By: J Ronald “Ron” Jackson, MBA, CPA
Under federal income tax law gross income is taxed to the person who earns it or to the owner of property that generates the income. It is not uncommon for a high tax bracket taxpayer to want to shift income to a lower tax bracket family member in order to save on taxes and the income stay within the family unit. Alternatively, one who has appreciated stock or other type of property that he knows will be sold in the near future may wish to save on income taxes by gifting a portion of the property to a lower tax bracket family member who will report the sale at his or her lower income tax bracket. Alternatively, the individual may want a double benefit by gifting the appreciated property to a qualified charity thereby gaining a charitable income tax deduction for the value of the contributed property and being relieved of paying income taxes on the gain from the sale of the gifted property. This shifting of income, if permitted for income tax purposes, may provide considerable income tax savings.
The assignment of income doctrine was developed from court decisions which decided the issues, including the various methods employed in attempting to determine who earned the income. There was a time during the World War II years and thereafter, until around 1963, that the top income tax brackets could be as high as 91% – 93%. In addition to family members, the issues often arose when a high bracket taxpayer would make a gift of property (often the issues were gifts of appreciated stock that were to be sold shortly) to a qualified charity. The taxpayer would then take a charitable income tax deduction and not report the gain as he no longer owned the stock when sold. This shifting of income to a lower bracket taxpayer could have large savings in taxes for the high bracket taxpayer.

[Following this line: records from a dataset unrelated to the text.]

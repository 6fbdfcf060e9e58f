//! Server configuration.
//!
//! Values come from the environment first (`PORT`, `CORPUS_PATH`) and can be
//! overridden on the command line with `--port <n>` and `--corpus <path>`.

use anyhow::{Context, Result, anyhow};
use std::net::{IpAddr, Ipv4Addr, SocketAddr};
use std::path::PathBuf;

pub const DEFAULT_PORT: u16 = 3001;
pub const DEFAULT_CORPUS_PATH: &str = "completeworks.txt";

#[derive(Debug, Clone, PartialEq, Eq)]
pub struct ServerConfig {
    pub port: u16,
    pub corpus_path: PathBuf,
}

impl Default for ServerConfig {
    fn default() -> Self {
        Self {
            port: DEFAULT_PORT,
            corpus_path: PathBuf::from(DEFAULT_CORPUS_PATH),
        }
    }
}

impl ServerConfig {
    pub fn from_env() -> Result<Self> {
        Self::from_lookup(|key| std::env::var(key).ok())
    }

    /// Resolves the configuration through `lookup` instead of the process
    /// environment. Empty values count as unset.
    pub fn from_lookup<F>(lookup: F) -> Result<Self>
    where
        F: Fn(&str) -> Option<String>,
    {
        let mut config = Self::default();

        if let Some(port) = lookup("PORT").filter(|v| !v.is_empty()) {
            config.port = parse_port(&port).context("invalid PORT")?;
        }
        if let Some(path) = lookup("CORPUS_PATH").filter(|v| !v.is_empty()) {
            config.corpus_path = PathBuf::from(path);
        }

        Ok(config)
    }

    /// Applies `--port` and `--corpus` flags, given either as `--flag value`
    /// or `--flag=value`. Unknown arguments are logged and ignored.
    pub fn with_args<I>(mut self, args: I) -> Result<Self>
    where
        I: IntoIterator<Item = String>,
    {
        let mut args = args.into_iter();
        while let Some(arg) = args.next() {
            let (flag, inline) = match arg.split_once('=') {
                Some((flag, value)) if flag.starts_with("--") => {
                    (flag.to_string(), Some(value.to_string()))
                }
                _ => (arg.clone(), None),
            };

            match flag.as_str() {
                "--port" => {
                    let value = inline
                        .or_else(|| args.next())
                        .ok_or_else(|| anyhow!("--port requires a value"))?;
                    self.port = parse_port(&value).context("invalid --port")?;
                }
                "--corpus" => {
                    let value = inline
                        .or_else(|| args.next())
                        .ok_or_else(|| anyhow!("--corpus requires a value"))?;
                    self.corpus_path = PathBuf::from(value);
                }
                other => {
                    tracing::warn!("Ignoring unknown argument {}", other);
                }
            }
        }
        Ok(self)
    }

    pub fn bind_addr(&self) -> SocketAddr {
        SocketAddr::new(IpAddr::V4(Ipv4Addr::UNSPECIFIED), self.port)
    }
}

fn parse_port(value: &str) -> Result<u16> {
    value
        .trim()
        .parse::<u16>()
        .with_context(|| format!("{:?} is not a port number", value))
}

#[cfg(test)]
mod tests {
    use super::*;
    use std::collections::HashMap;

    fn lookup_from(pairs: &[(&str, &str)]) -> impl Fn(&str) -> Option<String> {
        let vars: HashMap<String, String> = pairs
            .iter()
            .map(|(k, v)| (k.to_string(), v.to_string()))
            .collect();
        move |key| vars.get(key).cloned()
    }

    fn args(list: &[&str]) -> Vec<String> {
        list.iter().map(|s| s.to_string()).collect()
    }

    #[test]
    fn test_defaults_when_environment_is_empty() {
        let config = ServerConfig::from_lookup(lookup_from(&[])).unwrap();

        assert_eq!(config.port, 3001);
        assert_eq!(config.corpus_path, PathBuf::from("completeworks.txt"));
    }

    #[test]
    fn test_reads_port_and_corpus_from_environment() {
        let config = ServerConfig::from_lookup(lookup_from(&[
            ("PORT", "8080"),
            ("CORPUS_PATH", "/data/plays.txt"),
        ]))
        .unwrap();

        assert_eq!(config.port, 8080);
        assert_eq!(config.corpus_path, PathBuf::from("/data/plays.txt"));
    }

    #[test]
    fn test_empty_port_falls_back_to_default() {
        let config = ServerConfig::from_lookup(lookup_from(&[("PORT", "")])).unwrap();
        assert_eq!(config.port, DEFAULT_PORT);
    }

    #[test]
    fn test_invalid_port_is_an_error() {
        assert!(ServerConfig::from_lookup(lookup_from(&[("PORT", "http")])).is_err());
        assert!(ServerConfig::from_lookup(lookup_from(&[("PORT", "70000")])).is_err());
    }

    #[test]
    fn test_args_override_environment() {
        let config = ServerConfig::from_lookup(lookup_from(&[("PORT", "8080")]))
            .unwrap()
            .with_args(args(&["--port", "9000", "--corpus", "sonnets.txt"]))
            .unwrap();

        assert_eq!(config.port, 9000);
        assert_eq!(config.corpus_path, PathBuf::from("sonnets.txt"));
    }

    #[test]
    fn test_unknown_args_are_ignored() {
        let config = ServerConfig::default()
            .with_args(args(&["--verbose", "--port", "4000"]))
            .unwrap();

        assert_eq!(config.port, 4000);
    }

    #[test]
    fn test_args_accept_equals_form() {
        let config = ServerConfig::default()
            .with_args(args(&["--port=4000", "--corpus=/srv/a=b.txt"]))
            .unwrap();

        assert_eq!(config.port, 4000);
        assert_eq!(config.corpus_path, PathBuf::from("/srv/a=b.txt"));
    }

    #[test]
    fn test_equals_form_rejects_bad_port() {
        assert!(ServerConfig::default().with_args(args(&["--port=abc"])).is_err());
    }

    #[test]
    fn test_flag_without_value_is_an_error() {
        assert!(ServerConfig::default().with_args(args(&["--port"])).is_err());
        assert!(ServerConfig::default().with_args(args(&["--corpus"])).is_err());
    }

    #[test]
    fn test_bind_addr_listens_on_all_interfaces() {
        let config = ServerConfig {
            port: 4321,
            ..ServerConfig::default()
        };

        assert_eq!(config.bind_addr().to_string(), "0.0.0.0:4321");
    }
}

A simple example of income earned and taxed to the one who earns the income is when one works for weekly wages. The work week ends on Friday but the actual paycheck is not delivered until the following Wednesday. The wages are earned, for income tax purposes, at the end of the week (Friday). If the individual tells his employer to pay the earned wages to the individual’s mother, and the employer did that, the wages would still be taxed for federal income tax purposes to the individual since he earned the wages. The fact he may have made a gift of his earned wages does not change the income tax treatment as his employer has to include the earned wages on the individual’s W-2 form.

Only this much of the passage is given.